» Provided data

//! Layers: convolution and activation steps of a network
//!
//! A [`Layer`] is a closed set of variants. Dispatch is a `match`, so adding a
//! layer kind is a compile-time change that every caller must handle.

use std::sync::Arc;
use toco_core::{ActivationKind, Element, ElementKind, Tensor, TensorError, TensorResult};
use toco_kernels::output_extents;
use tracing::trace;

#[cfg(feature = "parallel")]
use toco_kernels::convolve_parallel as run_convolution;
#[cfg(not(feature = "parallel"))]
use toco_kernels::convolve as run_convolution;

/// Layer variant tag
#[derive(Debug, Clone, Copy, PartialEq, Eq, Hash)]
pub enum LayerKind {
    Convolution,
    Activation,
}

/// Where a convolution layer writes its output
#[derive(Debug, Clone, PartialEq)]
pub enum DestinationPolicy<T> {
    /// Allocate a tensor of exactly the output extent on every forward
    Allocate,
    /// Write into a tensor owned by the layer; its shape must cover the output
    Fixed(Tensor<T>),
    /// Use the destination the caller supplies at forward time
    Deferred,
}

/// Convolution step with a shared kernel
///
/// The kernel is held behind an [`Arc`], so several layers or networks can
/// reuse the same weights without copying them.
///
/// # Examples
///
/// ```
/// use toco_core::Tensor;
/// use toco_nn::ConvolutionLayer;
///
/// let kernel = Tensor::from_vec(vec![3, -17], &[2]).unwrap();
/// let mut layer = ConvolutionLayer::new(kernel, 1).unwrap();
///
/// let input = Tensor::from_vec(vec![5, -4, 43, -17, 0], &[5]).unwrap();
/// let output = layer.forward(&input, None).unwrap();
/// assert_eq!(output.as_slice(), &[83, -743, 418, -51]);
/// ```
#[derive(Debug, Clone)]
pub struct ConvolutionLayer<T> {
    kernel: Arc<Tensor<T>>,
    stride: usize,
    destination: DestinationPolicy<T>,
}

impl<T: Element> ConvolutionLayer<T> {
    /// Create a layer that allocates its output on every forward
    ///
    /// # Errors
    ///
    /// - [`TensorError::InvalidArgument`] if `stride == 0`
    pub fn new(kernel: impl Into<Arc<Tensor<T>>>, stride: usize) -> TensorResult<Self> {
        Self::builder().kernel(kernel).stride(stride).build()
    }

    /// Start building a layer
    pub fn builder() -> ConvolutionLayerBuilder<T> {
        ConvolutionLayerBuilder::default()
    }

    /// Write into `destination` instead of allocating
    pub fn with_destination(mut self, destination: Tensor<T>) -> Self {
        self.destination = DestinationPolicy::Fixed(destination);
        self
    }

    /// Expect the destination to be supplied at forward time
    pub fn deferred(mut self) -> Self {
        self.destination = DestinationPolicy::Deferred;
        self
    }

    pub fn kernel(&self) -> &Tensor<T> {
        &self.kernel
    }

    pub fn stride(&self) -> usize {
        self.stride
    }

    pub fn destination_policy(&self) -> &DestinationPolicy<T> {
        &self.destination
    }

    /// Convolve `input` with the kernel
    ///
    /// `supplied` is only read by a [`DestinationPolicy::Deferred`] layer; the
    /// returned tensor is that destination after the write.
    ///
    /// # Errors
    ///
    /// - [`TensorError::InvalidArgument`] if the layer is deferred and no
    ///   destination was supplied
    /// - any error of [`toco_kernels::convolve`]
    pub fn forward(
        &mut self,
        input: &Tensor<T>,
        supplied: Option<Tensor<T>>,
    ) -> TensorResult<Tensor<T>> {
        match &mut self.destination {
            DestinationPolicy::Allocate => {
                let extents = output_extents(input.shape(), self.kernel.shape(), self.stride)?;
                let mut out = Tensor::zeros(&extents)?;
                run_convolution(input, &*self.kernel, &mut out, self.stride)?;
                Ok(out)
            }
            DestinationPolicy::Fixed(destination) => {
                run_convolution(input, &*self.kernel, destination, self.stride)?;
                Ok(destination.clone())
            }
            DestinationPolicy::Deferred => {
                let mut out = supplied.ok_or_else(|| {
                    TensorError::invalid_argument(
                        "ConvolutionLayer::forward",
                        "deferred layer needs a destination supplied at forward time",
                    )
                })?;
                run_convolution(input, &*self.kernel, &mut out, self.stride)?;
                Ok(out)
            }
        }
    }
}

/// Builder for [`ConvolutionLayer`]
#[derive(Debug, Clone)]
pub struct ConvolutionLayerBuilder<T> {
    kernel: Option<Arc<Tensor<T>>>,
    stride: usize,
    destination: DestinationPolicy<T>,
}

impl<T> Default for ConvolutionLayerBuilder<T> {
    fn default() -> Self {
        Self {
            kernel: None,
            stride: 1,
            destination: DestinationPolicy::Allocate,
        }
    }
}

impl<T: Element> ConvolutionLayerBuilder<T> {
    /// Set the kernel
    pub fn kernel(mut self, kernel: impl Into<Arc<Tensor<T>>>) -> Self {
        self.kernel = Some(kernel.into());
        self
    }

    /// Set the stride (default 1)
    pub fn stride(mut self, stride: usize) -> Self {
        self.stride = stride;
        self
    }

    /// Set the destination policy (default [`DestinationPolicy::Allocate`])
    pub fn destination(mut self, destination: DestinationPolicy<T>) -> Self {
        self.destination = destination;
        self
    }

    /// Finish the layer
    ///
    /// # Errors
    ///
    /// - [`TensorError::NullReference`] if no kernel was set
    /// - [`TensorError::InvalidArgument`] if the stride is zero
    ///
    /// # Examples
    ///
    /// ```
    /// use toco_core::ErrorKind;
    /// use toco_nn::ConvolutionLayer;
    ///
    /// let err = ConvolutionLayer::<f64>::builder().stride(2).build().unwrap_err();
    /// assert_eq!(err.kind(), ErrorKind::NullReference);
    /// ```
    pub fn build(self) -> TensorResult<ConvolutionLayer<T>> {
        let kernel = self
            .kernel
            .ok_or_else(|| TensorError::null_reference("ConvolutionLayer::build", "kernel"))?;
        if self.stride == 0 {
            return Err(TensorError::invalid_argument(
                "ConvolutionLayer::build",
                "stride must be at least 1",
            ));
        }
        Ok(ConvolutionLayer {
            kernel,
            stride: self.stride,
            destination: self.destination,
        })
    }
}

/// Elementwise activation step
///
/// # Examples
///
/// ```
/// use toco_core::{ActivationKind, Tensor};
/// use toco_nn::ActivationLayer;
///
/// let layer = ActivationLayer::leaky_relu(0.1);
/// let mut tensor = Tensor::from_vec(vec![-10.0, 4.0], &[2]).unwrap();
/// layer.forward(&mut tensor);
/// assert_eq!(tensor.as_slice(), &[-1.0, 4.0]);
/// assert_eq!(layer.kind(), ActivationKind::LeakyReLU);
/// ```
#[derive(Debug, Clone, Copy, PartialEq)]
pub struct ActivationLayer {
    kind: ActivationKind,
    alpha: f64,
}

impl ActivationLayer {
    /// Activation without a parameter (alpha is 0)
    pub fn new(kind: ActivationKind) -> Self {
        Self { kind, alpha: 0.0 }
    }

    pub fn relu() -> Self {
        Self::new(ActivationKind::ReLU)
    }

    pub fn leaky_relu(alpha: f64) -> Self {
        Self::new(ActivationKind::LeakyReLU).with_alpha(alpha)
    }

    pub fn sigmoid() -> Self {
        Self::new(ActivationKind::Sigmoid)
    }

    pub fn tanh() -> Self {
        Self::new(ActivationKind::Tanh)
    }

    /// Set alpha; only LeakyReLU reads it
    pub fn with_alpha(mut self, alpha: f64) -> Self {
        self.alpha = alpha;
        self
    }

    pub fn kind(&self) -> ActivationKind {
        self.kind
    }

    pub fn alpha(&self) -> f64 {
        self.alpha
    }

    /// Apply the activation to `tensor` in place
    pub fn forward<T: Element>(&self, tensor: &mut Tensor<T>) {
        tensor.activate(self.kind, self.alpha);
    }
}

/// One step of a [`Network`](crate::Network)
#[derive(Debug, Clone)]
pub enum Layer<T> {
    Convolution(ConvolutionLayer<T>),
    Activation(ActivationLayer),
}

impl<T: Element> Layer<T> {
    pub fn kind(&self) -> LayerKind {
        match self {
            Layer::Convolution(_) => LayerKind::Convolution,
            Layer::Activation(_) => LayerKind::Activation,
        }
    }

    /// Element type the layer operates on
    pub fn element_kind(&self) -> ElementKind {
        T::KIND
    }

    /// Whether forward needs a caller-supplied destination
    pub fn is_deferred(&self) -> bool {
        matches!(
            self,
            Layer::Convolution(ConvolutionLayer {
                destination: DestinationPolicy::Deferred,
                ..
            })
        )
    }

    /// Run the layer, consuming the current tensor and producing the next one
    pub(crate) fn forward(
        &mut self,
        input: std::borrow::Cow<'_, Tensor<T>>,
        supplied: Option<Tensor<T>>,
    ) -> TensorResult<Tensor<T>> {
        match self {
            Layer::Convolution(layer) => {
                trace!(
                    kernel = ?layer.kernel.shape(),
                    stride = layer.stride,
                    input = ?input.shape(),
                    "convolution layer"
                );
                layer.forward(&input, supplied)
            }
            Layer::Activation(layer) => {
                trace!(activation = %layer.kind, alpha = layer.alpha, "activation layer");
                let mut tensor = input.into_owned();
                layer.forward(&mut tensor);
                Ok(tensor)
            }
        }
    }
}

impl<T> From<ConvolutionLayer<T>> for Layer<T> {
    fn from(layer: ConvolutionLayer<T>) -> Self {
        Layer::Convolution(layer)
    }
}

impl<T> From<ActivationLayer> for Layer<T> {
    fn from(layer: ActivationLayer) -> Self {
        Layer::Activation(layer)
    }
}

» What is being asked
Go through the material above line by line and tally each one holding "trace"; give the tally and nothing else.

» Task response
3